--- AVAILABLE DATA ---

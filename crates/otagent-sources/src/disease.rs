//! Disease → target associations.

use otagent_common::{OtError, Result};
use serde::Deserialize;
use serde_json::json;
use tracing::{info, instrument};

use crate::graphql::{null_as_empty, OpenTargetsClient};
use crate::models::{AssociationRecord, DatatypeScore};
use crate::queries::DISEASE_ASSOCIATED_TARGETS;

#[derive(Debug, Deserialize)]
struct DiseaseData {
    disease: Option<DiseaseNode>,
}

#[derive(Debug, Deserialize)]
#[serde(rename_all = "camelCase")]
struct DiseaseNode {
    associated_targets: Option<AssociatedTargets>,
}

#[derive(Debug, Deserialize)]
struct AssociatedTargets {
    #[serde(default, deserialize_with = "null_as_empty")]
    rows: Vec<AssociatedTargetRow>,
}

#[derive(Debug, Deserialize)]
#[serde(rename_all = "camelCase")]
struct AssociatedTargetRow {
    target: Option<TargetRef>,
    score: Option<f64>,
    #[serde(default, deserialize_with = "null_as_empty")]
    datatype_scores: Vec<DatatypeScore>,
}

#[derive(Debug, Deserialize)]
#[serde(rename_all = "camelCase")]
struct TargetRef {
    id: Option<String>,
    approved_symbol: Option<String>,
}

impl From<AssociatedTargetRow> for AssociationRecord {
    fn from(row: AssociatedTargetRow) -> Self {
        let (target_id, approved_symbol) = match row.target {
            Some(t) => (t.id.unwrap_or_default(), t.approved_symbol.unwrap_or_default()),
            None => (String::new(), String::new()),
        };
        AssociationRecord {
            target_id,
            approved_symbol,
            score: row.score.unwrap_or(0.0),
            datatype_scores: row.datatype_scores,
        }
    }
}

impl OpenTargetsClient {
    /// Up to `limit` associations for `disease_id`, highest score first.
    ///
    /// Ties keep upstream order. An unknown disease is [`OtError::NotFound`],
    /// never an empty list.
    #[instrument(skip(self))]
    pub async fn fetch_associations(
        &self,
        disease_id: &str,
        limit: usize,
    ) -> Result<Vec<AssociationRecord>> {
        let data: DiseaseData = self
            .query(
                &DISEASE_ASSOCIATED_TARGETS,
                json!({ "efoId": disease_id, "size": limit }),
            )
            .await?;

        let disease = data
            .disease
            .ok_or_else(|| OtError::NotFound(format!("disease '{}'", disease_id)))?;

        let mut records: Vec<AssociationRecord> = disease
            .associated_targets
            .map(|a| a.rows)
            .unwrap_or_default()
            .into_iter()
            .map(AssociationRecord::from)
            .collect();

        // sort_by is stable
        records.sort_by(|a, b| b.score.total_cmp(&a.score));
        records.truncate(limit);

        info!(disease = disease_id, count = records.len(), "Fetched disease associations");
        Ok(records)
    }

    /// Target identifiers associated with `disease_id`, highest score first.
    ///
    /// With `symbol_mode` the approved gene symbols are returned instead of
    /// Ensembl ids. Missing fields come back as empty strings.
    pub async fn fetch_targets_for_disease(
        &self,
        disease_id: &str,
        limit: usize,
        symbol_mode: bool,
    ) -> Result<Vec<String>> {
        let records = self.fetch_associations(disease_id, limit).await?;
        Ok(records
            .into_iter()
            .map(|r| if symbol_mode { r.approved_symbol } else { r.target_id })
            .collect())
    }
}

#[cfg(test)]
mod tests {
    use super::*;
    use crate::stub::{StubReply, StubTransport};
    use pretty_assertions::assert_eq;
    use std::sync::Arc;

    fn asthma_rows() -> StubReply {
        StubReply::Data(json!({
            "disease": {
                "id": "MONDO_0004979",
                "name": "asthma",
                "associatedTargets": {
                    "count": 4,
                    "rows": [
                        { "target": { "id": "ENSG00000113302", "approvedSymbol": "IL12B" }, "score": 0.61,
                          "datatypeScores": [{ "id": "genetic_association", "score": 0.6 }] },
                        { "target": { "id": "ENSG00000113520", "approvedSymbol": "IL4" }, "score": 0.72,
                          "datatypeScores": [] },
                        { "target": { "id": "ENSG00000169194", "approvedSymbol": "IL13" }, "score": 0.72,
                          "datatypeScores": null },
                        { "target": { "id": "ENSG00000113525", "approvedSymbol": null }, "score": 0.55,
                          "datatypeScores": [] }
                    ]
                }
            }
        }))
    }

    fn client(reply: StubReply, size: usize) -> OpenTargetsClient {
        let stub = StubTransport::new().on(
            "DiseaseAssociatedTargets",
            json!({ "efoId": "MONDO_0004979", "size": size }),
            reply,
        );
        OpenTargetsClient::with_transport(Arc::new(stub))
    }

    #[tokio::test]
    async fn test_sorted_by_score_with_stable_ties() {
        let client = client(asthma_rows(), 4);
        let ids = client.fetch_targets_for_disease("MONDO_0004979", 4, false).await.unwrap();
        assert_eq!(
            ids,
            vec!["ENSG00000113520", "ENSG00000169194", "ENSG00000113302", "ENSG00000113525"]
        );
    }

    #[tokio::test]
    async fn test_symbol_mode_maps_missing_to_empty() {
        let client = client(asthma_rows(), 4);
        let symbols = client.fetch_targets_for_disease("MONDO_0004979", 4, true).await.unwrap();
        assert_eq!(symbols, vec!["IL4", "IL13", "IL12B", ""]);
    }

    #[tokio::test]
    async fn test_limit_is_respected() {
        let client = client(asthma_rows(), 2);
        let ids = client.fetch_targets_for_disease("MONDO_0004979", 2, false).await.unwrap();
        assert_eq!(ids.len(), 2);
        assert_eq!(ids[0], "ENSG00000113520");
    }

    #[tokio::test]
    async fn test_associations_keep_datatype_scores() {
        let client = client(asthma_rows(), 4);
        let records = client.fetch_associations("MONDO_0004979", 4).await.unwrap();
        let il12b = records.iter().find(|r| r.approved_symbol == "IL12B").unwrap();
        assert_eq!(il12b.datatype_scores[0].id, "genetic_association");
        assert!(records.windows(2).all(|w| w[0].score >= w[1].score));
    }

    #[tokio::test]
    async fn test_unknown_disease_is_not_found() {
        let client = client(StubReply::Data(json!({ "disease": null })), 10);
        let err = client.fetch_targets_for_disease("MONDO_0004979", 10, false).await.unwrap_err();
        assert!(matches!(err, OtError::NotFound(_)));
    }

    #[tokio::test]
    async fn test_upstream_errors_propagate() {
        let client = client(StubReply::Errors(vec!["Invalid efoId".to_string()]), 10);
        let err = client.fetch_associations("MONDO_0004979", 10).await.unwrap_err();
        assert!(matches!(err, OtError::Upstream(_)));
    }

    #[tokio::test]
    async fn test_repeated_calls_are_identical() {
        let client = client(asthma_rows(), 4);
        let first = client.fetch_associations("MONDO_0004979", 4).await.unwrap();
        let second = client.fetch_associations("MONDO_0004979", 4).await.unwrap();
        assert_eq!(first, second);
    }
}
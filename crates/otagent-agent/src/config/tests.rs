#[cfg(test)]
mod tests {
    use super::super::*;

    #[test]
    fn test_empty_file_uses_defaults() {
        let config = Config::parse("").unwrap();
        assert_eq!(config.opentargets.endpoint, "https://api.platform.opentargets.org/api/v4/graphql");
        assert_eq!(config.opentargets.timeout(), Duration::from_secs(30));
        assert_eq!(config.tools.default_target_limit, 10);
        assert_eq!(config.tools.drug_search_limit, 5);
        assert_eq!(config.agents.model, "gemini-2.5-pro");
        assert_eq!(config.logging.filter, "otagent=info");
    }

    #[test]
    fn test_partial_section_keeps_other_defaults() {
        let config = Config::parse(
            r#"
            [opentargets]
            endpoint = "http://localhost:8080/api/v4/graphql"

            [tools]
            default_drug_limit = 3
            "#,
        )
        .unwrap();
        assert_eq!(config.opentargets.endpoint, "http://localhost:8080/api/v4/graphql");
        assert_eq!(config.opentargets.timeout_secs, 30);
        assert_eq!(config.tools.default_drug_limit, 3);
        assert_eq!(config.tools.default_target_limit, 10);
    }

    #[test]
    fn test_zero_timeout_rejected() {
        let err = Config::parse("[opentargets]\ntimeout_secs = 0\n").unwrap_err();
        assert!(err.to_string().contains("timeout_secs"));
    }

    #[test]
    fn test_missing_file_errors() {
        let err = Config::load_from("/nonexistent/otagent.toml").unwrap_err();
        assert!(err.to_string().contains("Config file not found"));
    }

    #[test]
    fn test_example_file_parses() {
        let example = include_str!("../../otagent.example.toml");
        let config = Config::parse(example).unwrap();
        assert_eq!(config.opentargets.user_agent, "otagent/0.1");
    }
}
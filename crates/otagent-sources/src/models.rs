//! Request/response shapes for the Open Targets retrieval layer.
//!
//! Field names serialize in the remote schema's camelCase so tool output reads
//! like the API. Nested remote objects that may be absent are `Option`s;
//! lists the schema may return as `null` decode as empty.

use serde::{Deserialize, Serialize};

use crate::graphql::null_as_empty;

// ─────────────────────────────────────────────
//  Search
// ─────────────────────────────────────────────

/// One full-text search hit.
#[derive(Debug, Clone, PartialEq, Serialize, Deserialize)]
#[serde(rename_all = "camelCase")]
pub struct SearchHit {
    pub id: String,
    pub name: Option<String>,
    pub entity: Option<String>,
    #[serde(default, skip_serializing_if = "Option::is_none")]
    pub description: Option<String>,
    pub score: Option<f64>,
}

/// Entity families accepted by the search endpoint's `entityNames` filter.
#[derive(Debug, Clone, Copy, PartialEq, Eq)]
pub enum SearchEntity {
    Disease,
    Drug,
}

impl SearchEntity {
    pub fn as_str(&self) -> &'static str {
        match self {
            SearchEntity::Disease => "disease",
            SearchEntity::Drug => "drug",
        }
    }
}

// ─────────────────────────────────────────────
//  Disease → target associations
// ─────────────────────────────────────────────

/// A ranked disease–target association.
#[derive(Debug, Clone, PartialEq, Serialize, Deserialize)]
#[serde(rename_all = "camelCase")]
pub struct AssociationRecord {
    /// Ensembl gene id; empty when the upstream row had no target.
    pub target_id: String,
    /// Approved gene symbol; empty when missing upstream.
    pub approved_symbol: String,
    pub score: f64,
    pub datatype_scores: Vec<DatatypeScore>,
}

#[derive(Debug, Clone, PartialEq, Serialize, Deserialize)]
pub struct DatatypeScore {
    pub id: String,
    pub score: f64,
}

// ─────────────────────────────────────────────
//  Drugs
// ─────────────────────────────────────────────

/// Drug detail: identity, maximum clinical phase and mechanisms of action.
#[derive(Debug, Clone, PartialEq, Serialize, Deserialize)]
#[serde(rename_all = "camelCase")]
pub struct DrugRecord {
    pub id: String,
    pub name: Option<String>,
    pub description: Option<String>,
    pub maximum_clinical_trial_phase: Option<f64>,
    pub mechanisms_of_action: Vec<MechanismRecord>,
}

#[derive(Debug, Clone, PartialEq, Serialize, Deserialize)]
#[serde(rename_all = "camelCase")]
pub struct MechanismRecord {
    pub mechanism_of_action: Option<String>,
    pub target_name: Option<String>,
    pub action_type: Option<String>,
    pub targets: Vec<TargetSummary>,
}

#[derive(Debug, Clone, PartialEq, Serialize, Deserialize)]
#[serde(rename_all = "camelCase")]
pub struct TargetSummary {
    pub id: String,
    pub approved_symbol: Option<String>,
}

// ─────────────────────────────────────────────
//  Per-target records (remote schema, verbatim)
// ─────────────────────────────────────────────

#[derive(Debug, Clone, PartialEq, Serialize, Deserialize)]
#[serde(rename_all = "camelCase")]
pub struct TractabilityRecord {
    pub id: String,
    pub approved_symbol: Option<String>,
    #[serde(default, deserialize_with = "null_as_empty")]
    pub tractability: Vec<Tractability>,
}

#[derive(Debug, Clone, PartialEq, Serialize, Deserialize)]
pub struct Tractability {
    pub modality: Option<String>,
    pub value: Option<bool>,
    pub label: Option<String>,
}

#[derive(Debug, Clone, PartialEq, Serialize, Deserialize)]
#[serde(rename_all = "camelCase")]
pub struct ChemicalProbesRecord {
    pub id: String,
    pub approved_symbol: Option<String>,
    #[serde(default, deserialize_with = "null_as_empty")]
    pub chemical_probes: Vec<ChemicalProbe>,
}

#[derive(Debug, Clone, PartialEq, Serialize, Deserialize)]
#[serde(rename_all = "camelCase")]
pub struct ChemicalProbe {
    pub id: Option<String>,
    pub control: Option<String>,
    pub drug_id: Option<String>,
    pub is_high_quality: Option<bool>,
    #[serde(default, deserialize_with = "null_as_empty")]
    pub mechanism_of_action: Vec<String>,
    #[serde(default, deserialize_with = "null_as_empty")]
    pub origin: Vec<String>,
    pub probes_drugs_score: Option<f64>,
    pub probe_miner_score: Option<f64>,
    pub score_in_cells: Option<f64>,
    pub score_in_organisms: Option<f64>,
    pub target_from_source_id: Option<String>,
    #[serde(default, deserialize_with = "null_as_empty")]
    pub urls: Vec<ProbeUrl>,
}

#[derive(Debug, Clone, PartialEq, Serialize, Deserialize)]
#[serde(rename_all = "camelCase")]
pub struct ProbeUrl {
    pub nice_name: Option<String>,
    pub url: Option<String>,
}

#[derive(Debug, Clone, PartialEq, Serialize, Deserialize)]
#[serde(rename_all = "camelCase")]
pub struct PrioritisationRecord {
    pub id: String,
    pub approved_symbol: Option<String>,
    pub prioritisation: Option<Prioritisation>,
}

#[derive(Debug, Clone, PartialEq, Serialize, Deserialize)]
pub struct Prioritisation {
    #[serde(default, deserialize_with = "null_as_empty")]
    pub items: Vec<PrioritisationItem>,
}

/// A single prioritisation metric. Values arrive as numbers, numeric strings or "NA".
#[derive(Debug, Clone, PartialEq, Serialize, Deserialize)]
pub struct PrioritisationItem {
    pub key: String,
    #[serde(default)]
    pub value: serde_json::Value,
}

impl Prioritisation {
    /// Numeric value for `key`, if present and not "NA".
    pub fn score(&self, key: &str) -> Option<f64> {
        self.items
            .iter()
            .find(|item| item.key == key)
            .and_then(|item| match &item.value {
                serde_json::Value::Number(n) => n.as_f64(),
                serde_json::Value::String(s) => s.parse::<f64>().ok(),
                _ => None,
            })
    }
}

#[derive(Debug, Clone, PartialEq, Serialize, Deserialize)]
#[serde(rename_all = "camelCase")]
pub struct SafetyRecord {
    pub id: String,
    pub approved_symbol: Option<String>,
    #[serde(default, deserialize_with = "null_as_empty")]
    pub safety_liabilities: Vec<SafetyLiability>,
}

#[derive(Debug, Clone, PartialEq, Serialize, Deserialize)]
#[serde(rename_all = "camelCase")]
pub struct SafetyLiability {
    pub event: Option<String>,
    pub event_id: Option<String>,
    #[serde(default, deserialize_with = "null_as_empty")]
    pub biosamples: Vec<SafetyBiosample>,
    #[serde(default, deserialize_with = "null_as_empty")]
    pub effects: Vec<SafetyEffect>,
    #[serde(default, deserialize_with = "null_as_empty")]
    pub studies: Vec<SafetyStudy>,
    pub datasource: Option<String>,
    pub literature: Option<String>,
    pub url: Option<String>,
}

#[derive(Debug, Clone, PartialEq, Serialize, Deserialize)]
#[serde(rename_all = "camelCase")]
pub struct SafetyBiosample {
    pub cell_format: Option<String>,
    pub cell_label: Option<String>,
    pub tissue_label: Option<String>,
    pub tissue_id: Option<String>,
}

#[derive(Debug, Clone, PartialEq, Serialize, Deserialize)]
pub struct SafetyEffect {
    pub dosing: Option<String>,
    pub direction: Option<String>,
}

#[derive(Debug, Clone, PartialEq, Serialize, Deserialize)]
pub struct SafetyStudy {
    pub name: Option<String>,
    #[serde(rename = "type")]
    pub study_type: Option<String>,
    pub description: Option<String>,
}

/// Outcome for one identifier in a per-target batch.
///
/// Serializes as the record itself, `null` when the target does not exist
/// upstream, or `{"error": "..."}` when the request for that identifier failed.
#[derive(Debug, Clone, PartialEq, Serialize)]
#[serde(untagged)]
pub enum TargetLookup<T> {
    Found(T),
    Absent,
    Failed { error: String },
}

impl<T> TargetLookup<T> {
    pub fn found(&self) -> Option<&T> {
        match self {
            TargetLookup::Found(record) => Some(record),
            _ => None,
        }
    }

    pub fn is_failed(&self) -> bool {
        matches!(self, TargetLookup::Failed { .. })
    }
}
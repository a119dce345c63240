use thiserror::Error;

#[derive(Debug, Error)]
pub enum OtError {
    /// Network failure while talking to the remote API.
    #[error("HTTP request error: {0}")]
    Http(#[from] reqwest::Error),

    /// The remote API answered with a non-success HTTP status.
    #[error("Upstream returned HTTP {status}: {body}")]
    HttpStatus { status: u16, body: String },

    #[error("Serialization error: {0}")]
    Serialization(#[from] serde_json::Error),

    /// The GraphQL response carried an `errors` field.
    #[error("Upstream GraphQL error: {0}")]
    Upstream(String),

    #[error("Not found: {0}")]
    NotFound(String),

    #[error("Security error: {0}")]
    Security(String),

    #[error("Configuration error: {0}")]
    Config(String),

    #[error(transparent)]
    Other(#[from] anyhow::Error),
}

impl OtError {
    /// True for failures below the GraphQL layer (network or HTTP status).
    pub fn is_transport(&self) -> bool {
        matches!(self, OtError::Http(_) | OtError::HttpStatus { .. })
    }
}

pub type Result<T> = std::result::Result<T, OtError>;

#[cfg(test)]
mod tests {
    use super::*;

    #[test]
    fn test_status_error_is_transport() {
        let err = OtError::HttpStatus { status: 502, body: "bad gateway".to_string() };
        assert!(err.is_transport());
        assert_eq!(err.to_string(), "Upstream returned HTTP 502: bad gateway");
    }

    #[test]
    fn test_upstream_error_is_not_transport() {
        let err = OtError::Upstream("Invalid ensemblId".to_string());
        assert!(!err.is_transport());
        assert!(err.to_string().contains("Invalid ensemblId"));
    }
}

---

▶ _WHAT TO DO_: Working from the material above, tally how many lines hold the string "layer". The number is all that is needed.

▶ _EXERCISE SOLUTION_: 2